# Changes to Background Checks [UberEats]



## Adonix (Jan 7, 2019)

From the 5th of February 2019, background checks will require a fee payable to National Crime Check. Price per check is 49.90$. Previously it was free and done by uber only.


----------



## njn (Jan 23, 2016)

Really?


----------



## uberdriverfornow (Jan 10, 2016)

that means they have so many drivers they can afford to pressure drivers to either pay for the cost or not drive and still have plenty of drivers


----------



## BetterGet5Stars (Dec 16, 2017)

corporate mobsters looting the bolts in the ibeams

Uber rent a tiny little room in a shity area of the city here and that is their only overhead.

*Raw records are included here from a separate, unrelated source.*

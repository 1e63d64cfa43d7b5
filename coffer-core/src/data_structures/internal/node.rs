/// Owned link to the next node; `None` marks the tail.
pub(crate) type Link<T> = Option<Box<Node<T>>>;

/// A singly-linked cell used by `LinkedList`.
///
/// The node owns its element and the rest of the chain behind it.
///
#[derive(Debug)]
pub(crate) struct Node<T> {
    data: T,
    pub(crate) next: Link<T>,
}

impl<T> Node<T> {
    pub(crate) fn new(data: T) -> Self {
        Node { data, next: None }
    }

    pub(crate) fn with_next(data: T, next: Link<T>) -> Self {
        Node { data, next }
    }

    #[inline]
    pub(crate) fn data(&self) -> &T {
        &self.data
    }

    #[inline]
    pub(crate) fn data_mut(&mut self) -> &mut T {
        &mut self.data
    }

    /// Consume the node, handing back its element and detached tail.
    pub(crate) fn into_parts(self) -> (T, Link<T>) {
        (self.data, self.next)
    }
}
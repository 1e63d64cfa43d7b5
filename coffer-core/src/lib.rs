//! Generic containers behind a shared collection contract.
//!
//! Every container implements [`Collection`](data_structures::Collection);
//! each also implements the specialized contract matching its access pattern:
//!
//! | contract            | implementations            |
//! |---------------------|----------------------------|
//! | `ListCollection`    | `ArrayList`, `LinkedList`  |
//! | `StackCollection`   | `Stack`                    |
//! | `QueueCollection`   | `Queue`                    |
//! | `MapCollection`     | `HashMap`                  |
//!
//! [`CollectionIterator`](data_structures::CollectionIterator) walks a frozen
//! snapshot of any of them.

pub mod common_tests;
pub mod data_structures;
pub mod error;

pub use data_structures::{
    ArrayList, Collection, CollectionIterator, HashMap, LinkedList, ListCollection,
    MapCollection, Queue, QueueCollection, Stack, StackCollection,
};
pub use error::{CollectionError, Result};
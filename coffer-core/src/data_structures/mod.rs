//! Data structures behind the collection contracts.
//!
//! # Organization
//!
//! - [`collection`] - The base [`Collection`] contract
//! - [`list`] - Index-addressable sequences (ArrayList, LinkedList)
//! - [`linear`] - LIFO and FIFO containers (Stack, Queue)
//! - [`hash`] - Key-value containers (HashMap)
//! - [`collection_iter`] - Snapshot cursor over any collection
//! - `internal` - Implementation details (pub(crate))

// Submodules
pub mod hash;
pub(crate) mod internal;
pub mod linear;
pub mod list;

// Top-level public modules
pub mod collection;
pub mod collection_iter;

pub use collection::Collection;
pub use collection_iter::CollectionIterator;
pub use hash::{HashMap, MapCollection};
pub use linear::{Queue, QueueCollection, Stack, StackCollection};
pub use list::{ArrayList, LinkedList, ListCollection};
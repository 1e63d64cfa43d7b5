use std::collections::HashMap as StdHashMap;
use std::collections::hash_map;
use std::hash::Hash;

use crate::data_structures::{Collection, MapCollection};
use crate::error::{CollectionError, Result};

/// Map backed by the standard library's hash table.
///
/// Hashing, collision handling and resizing are all left to the host table.
/// Iteration order is unspecified; `keys`, `values` and `entries` walk the
/// table once in the same order, so their results pair up positionally.
///
#[derive(Debug, Clone)]
pub struct HashMap<K, V> {
    map: StdHashMap<K, V>,
}

impl<K, V> HashMap<K, V> {
    pub fn new() -> Self {
        HashMap {
            map: StdHashMap::new(),
        }
    }

    pub fn with_capacity(capacity: usize) -> Self {
        HashMap {
            map: StdHashMap::with_capacity(capacity),
        }
    }

    pub fn capacity(&self) -> usize {
        self.map.capacity()
    }

    /// Returns an iterator over `(key, value)` pairs in unspecified order.
    pub fn iter(&self) -> hash_map::Iter<'_, K, V> {
        self.map.iter()
    }
}

impl<K, V> Default for HashMap<K, V> {
    fn default() -> Self {
        Self::new()
    }
}

impl<K, V> Collection<V> for HashMap<K, V>
where
    K: Hash + Eq,
{
    fn len(&self) -> usize {
        self.map.len()
    }

    fn clear(&mut self) {
        self.map.clear();
    }

    fn contains(&self, item: &V) -> bool
    where
        V: PartialEq,
    {
        self.contains_value(item)
    }

    fn to_vec(&self) -> Vec<V>
    where
        V: Clone,
    {
        self.values()
    }
}

impl<K, V> MapCollection<K, V> for HashMap<K, V>
where
    K: Hash + Eq,
{
    fn put(&mut self, key: K, value: V) -> Option<V> {
        self.map.insert(key, value)
    }

    fn get(&self, key: &K) -> Result<&V> {
        self.map.get(key).ok_or_else(CollectionError::key_not_found)
    }

    fn remove(&mut self, key: &K) -> bool {
        self.map.remove(key).is_some()
    }

    fn contains_key(&self, key: &K) -> bool {
        self.map.contains_key(key)
    }

    fn contains_value(&self, value: &V) -> bool
    where
        V: PartialEq,
    {
        self.map.values().any(|v| v == value)
    }

    fn keys(&self) -> Vec<K>
    where
        K: Clone,
    {
        self.map.keys().cloned().collect()
    }

    fn values(&self) -> Vec<V>
    where
        V: Clone,
    {
        self.map.values().cloned().collect()
    }

    fn entries(&self) -> Vec<(K, V)>
    where
        K: Clone,
        V: Clone,
    {
        self.map
            .iter()
            .map(|(k, v)| (k.clone(), v.clone()))
            .collect()
    }
}

impl<K, V> PartialEq for HashMap<K, V>
where
    K: Hash + Eq,
    V: PartialEq,
{
    fn eq(&self, other: &Self) -> bool {
        self.map == other.map
    }
}

impl<K, V> Eq for HashMap<K, V>
where
    K: Hash + Eq,
    V: Eq,
{
}

impl<K, V> FromIterator<(K, V)> for HashMap<K, V>
where
    K: Hash + Eq,
{
    /// Later pairs overwrite earlier pairs with the same key.
    fn from_iter<I: IntoIterator<Item = (K, V)>>(iter: I) -> Self {
        HashMap {
            map: iter.into_iter().collect(),
        }
    }
}

impl<K, V> Extend<(K, V)> for HashMap<K, V>
where
    K: Hash + Eq,
{
    fn extend<I: IntoIterator<Item = (K, V)>>(&mut self, iter: I) {
        self.map.extend(iter);
    }
}

impl<K, V> IntoIterator for HashMap<K, V> {
    type Item = (K, V);
    type IntoIter = hash_map::IntoIter<K, V>;

    fn into_iter(self) -> Self::IntoIter {
        self.map.into_iter()
    }
}

impl<'a, K, V> IntoIterator for &'a HashMap<K, V> {
    type Item = (&'a K, &'a V);
    type IntoIter = hash_map::Iter<'a, K, V>;

    fn into_iter(self) -> Self::IntoIter {
        self.iter()
    }
}

// ============================================================================
// Tests
// ============================================================================

#[cfg(test)]
mod tests {
    use super::*;

    #[test]
    fn test_put_overwrites() {
        let mut map = HashMap::new();

        assert_eq!(map.put("k", 1), None);
        assert_eq!(map.put("k", 2), Some(1));
        assert_eq!(map.len(), 1);
        assert_eq!(map.get(&"k"), Ok(&2));
    }

    #[test]
    fn test_missing_key() {
        let map: HashMap<&str, i32> = HashMap::new();

        let err = map.get(&"missing").unwrap_err();
        assert_eq!(err, CollectionError::KeyNotFound);
        assert!(err.is_out_of_bounds());
    }

    #[test]
    fn test_contains_is_value_membership() {
        let mut map = HashMap::new();
        map.put("jurusan", "Informatika");

        assert!(map.contains(&"Informatika"));
        assert!(map.contains_value(&"Informatika"));
        assert!(!map.contains(&"jurusan"));
        assert!(map.contains_key(&"jurusan"));
    }

    #[test]
    fn test_snapshots_pair_up() {
        let map: HashMap<i32, String> = (0..50).map(|i| (i, format!("v{}", i))).collect();

        let keys = map.keys();
        let values = map.values();
        let entries = map.entries();

        assert_eq!(keys.len(), 50);
        for (i, key) in keys.iter().enumerate() {
            assert_eq!(values[i], format!("v{}", key));
            assert_eq!(entries[i], (*key, values[i].clone()));
        }
        assert_eq!(map.to_vec(), values);
    }

    #[test]
    fn test_clear_and_remove() {
        let mut map: HashMap<i32, i32> = (0..5).map(|i| (i, i * i)).collect();

        assert!(map.remove(&2));
        assert!(!map.remove(&2));
        assert_eq!(map.len(), 4);

        map.clear();
        assert!(map.is_empty());
        assert!(map.keys().is_empty());
    }

    #[test]
    fn test_eq_and_iter() {
        let a: HashMap<i32, i32> = [(1, 10), (2, 20)].into_iter().collect();
        let mut b = HashMap::with_capacity(2);
        b.extend([(2, 20), (1, 10)]);

        assert_eq!(a, b);
        let total: i32 = (&a).into_iter().map(|(_, v)| v).sum();
        assert_eq!(total, 30);
    }

    #[test]
    fn test_iter_borrowed_and_owned() {
        let map: HashMap<&str, i32> = [("a", 1), ("b", 2), ("c", 3)].into_iter().collect();

        let mut borrowed: Vec<(&str, i32)> = map.iter().map(|(k, v)| (*k, *v)).collect();
        borrowed.sort();
        assert_eq!(borrowed, vec![("a", 1), ("b", 2), ("c", 3)]);

        let mut owned: Vec<(&str, i32)> = map.into_iter().collect();
        owned.sort();
        assert_eq!(owned, vec![("a", 1), ("b", 2), ("c", 3)]);
    }

    #[test]
    fn test_eq_is_reflexive_and_usable_as_eq() {
        fn assert_eq_bound<T: Eq>(_: &T) {}

        let map: HashMap<String, u8> = [("x".to_string(), 1)].into_iter().collect();
        assert_eq_bound(&map);
        assert!(map == map.clone());
    }
}
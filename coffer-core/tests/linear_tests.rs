mod common;

use coffer_core::common_tests::linear_core_tests::*;
use coffer_core::data_structures::{Queue, Stack};
use rstest::rstest;

#[test]
fn test_stack_order() {
    test_stack_lifo::<Stack<String>>();
}

#[test]
fn test_stack_empty() {
    test_stack_underflow::<Stack<String>>();
}

#[test]
fn test_stack_clear() {
    test_stack_clear_and_snapshot::<Stack<String>>();
}

#[test]
fn test_queue_order() {
    test_queue_fifo::<Queue<String>>();
}

#[test]
fn test_queue_empty() {
    test_queue_underflow::<Queue<String>>();
}

#[test]
fn test_queue_clear() {
    test_queue_clear_and_snapshot::<Queue<String>>();
}

#[test]
fn test_queue_mixed() {
    test_queue_interleaved::<Queue<String>>();
}

#[rstest]
#[case(vec![1, 2, 3])]
#[case(vec![7])]
#[case((0..100).collect())]
fn test_stack_reverses_queue_preserves(#[case] input: Vec<i32>) {
    use coffer_core::{QueueCollection, StackCollection};

    let mut stack = Stack::new();
    let mut queue = Queue::new();
    for &x in &input {
        stack.push(x);
        queue.enqueue(x);
    }

    let mut popped = Vec::new();
    while let Ok(x) = stack.pop() {
        popped.push(x);
    }
    let mut dequeued = Vec::new();
    while let Ok(x) = queue.dequeue() {
        dequeued.push(x);
    }

    let mut reversed = input.clone();
    reversed.reverse();
    assert_eq!(popped, reversed);
    assert_eq!(dequeued, input);
}
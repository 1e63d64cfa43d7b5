//! Base contract shared by every container.
//!
//! [`Collection`] is the narrowest capability set: size, emptiness, clearing,
//! membership and snapshotting. The specialized contracts
//! ([`ListCollection`](super::ListCollection),
//! [`QueueCollection`](super::QueueCollection),
//! [`StackCollection`](super::StackCollection),
//! [`MapCollection`](super::MapCollection)) all extend it, so code that only
//! needs to count or snapshot elements can accept any container.

// ============================================================================
// Collection - Base trait for any container
// ============================================================================

/// Trait for containers holding elements of type `T`.
///
/// The trait is object safe, so polymorphic code may take
/// `&dyn Collection<T>`:
///
/// ```rust
/// use coffer_core::data_structures::{ArrayList, Collection, ListCollection, Stack, StackCollection};
///
/// fn describe(collection: &dyn Collection<i32>) -> String {
///     format!("{} element(s): {:?}", collection.len(), collection.to_vec())
/// }
///
/// let mut list = ArrayList::new();
/// list.add(1);
/// list.add(2);
///
/// let mut stack = Stack::new();
/// stack.push(7);
///
/// assert_eq!(describe(&list), "2 element(s): [1, 2]");
/// assert_eq!(describe(&stack), "1 element(s): [7]");
/// ```
///
pub trait Collection<T> {
    /// Returns the number of elements in the collection.
    fn len(&self) -> usize;

    /// Returns true if the collection is empty.
    fn is_empty(&self) -> bool {
        self.len() == 0
    }

    /// Removes all elements.
    fn clear(&mut self);

    /// Returns true if some element equals `item`.
    fn contains(&self, item: &T) -> bool
    where
        T: PartialEq;

    /// Collects all elements into a Vec, in the collection's logical order.
    ///
    /// The Vec is an independent copy: mutating it never affects the
    /// collection, and later mutations of the collection never affect it.
    fn to_vec(&self) -> Vec<T>
    where
        T: Clone;
}
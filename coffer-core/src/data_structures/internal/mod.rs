//! Internal implementation details.
//!
//! These are pub(crate) and not intended for external use.

pub mod node;

pub(crate) use node::{Link, Node};
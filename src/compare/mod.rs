//! Multi-root tree comparison.
//!
//! This module provides the level-synchronized scanner that walks every root
//! one depth at a time:
//! - Listing the current frontier directories under each root
//! - Reconciling file and directory names into shared relative paths
//! - Classifying each file by size, then by BLAKE3 hash
//!
//! Relative paths are kept in [`BTreeSet`]s so every depth is compared in a
//! stable, lexicographic order regardless of how many worker threads hash.

pub mod level;

use std::collections::BTreeSet;
use std::path::{Path, PathBuf};

use serde::{Deserialize, Serialize};

pub use level::{CompareError, LevelScanner, ScanConfig, ScanSummary};

/// Relative directory paths to inspect at one depth.
pub type Frontier = BTreeSet<PathBuf>;

/// Filtered relative file paths discovered at one depth.
pub type CandidateSet = BTreeSet<PathBuf>;

/// The frontier the scan starts from: the roots themselves.
#[must_use]
pub fn root_frontier() -> Frontier {
    let mut frontier = Frontier::new();
    frontier.insert(PathBuf::new());
    frontier
}

/// Join a relative key onto a root. The empty key resolves to the root itself.
#[must_use]
pub fn resolve(root: &Path, rel: &Path) -> PathBuf {
    if rel.as_os_str().is_empty() {
        root.to_path_buf()
    } else {
        root.join(rel)
    }
}

/// How candidate files are compared.
#[derive(Debug, Clone, Copy, Default, PartialEq, Eq, Serialize, Deserialize)]
#[serde(rename_all = "lowercase")]
pub enum CompareMode {
    /// Equal sizes are confirmed with a content hash
    #[default]
    Content,
    /// File size is the only signal; nothing is hashed
    Name,
}

/// Classification of two present files whose sizes differ (content mode).
#[derive(Debug, Clone, Copy, Default, PartialEq, Eq, Serialize, Deserialize)]
#[serde(rename_all = "lowercase")]
pub enum SizeMismatch {
    /// Report as missing, like a true absence
    #[default]
    Missing,
    /// Report as different
    Different,
}
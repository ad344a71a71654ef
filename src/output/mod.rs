//! Scan summary formatters.
//!
//! Classification records go to stdout through [`Reporter`](crate::report::Reporter);
//! the end-of-scan summary goes to stderr in one of two formats:
//! - Text for people, optionally colored
//! - JSON for automation and scripting
//!
//! # Example
//!
//! ```no_run
//! use treecmp::compare::ScanSummary;
//! use treecmp::error::ExitCode;
//! use treecmp::output::{JsonSummary, TextSummary};
//!
//! let summary = ScanSummary::default();
//! eprint!("{}", TextSummary::new(&summary).render());
//!
//! let json = JsonSummary::new(&summary, &[], ExitCode::Success);
//! eprintln!("{}", json.to_json_pretty().unwrap());
//! ```

pub mod json;
pub mod text;

// Re-export main types
pub use json::{JsonOutputError, JsonSummary};
pub use text::TextSummary;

I think they even close that.

the only real costs i guess are paying the plunderers to plunder
did someone should do background check on these people before they got to assume ownership of uber.


----------



## njn (Jan 23, 2016)

what market? link?


----------



## Ssgcraig (Jul 8, 2015)

Mine was done, completed 7 Feb, I did not pay anything. What is the source of this post?


----------



## Adonix (Jan 7, 2019)

Ssgcraig said:


> Mine was done, completed 7 Feb, I did not pay anything. What is the source of this post?


Which country ?
Only Australia only! (UberEats)


----------



## uberdriverfornow (Jan 10, 2016)

That woulda been important to mention in the original post.


----------



## Machapacha (May 22, 2019)

Hello, I changed Crime Check fee and I was said by green hub staff "we don't have bag so you have to get on gumtree by yourself " Maybe they don't want new deliver anymore








I


----------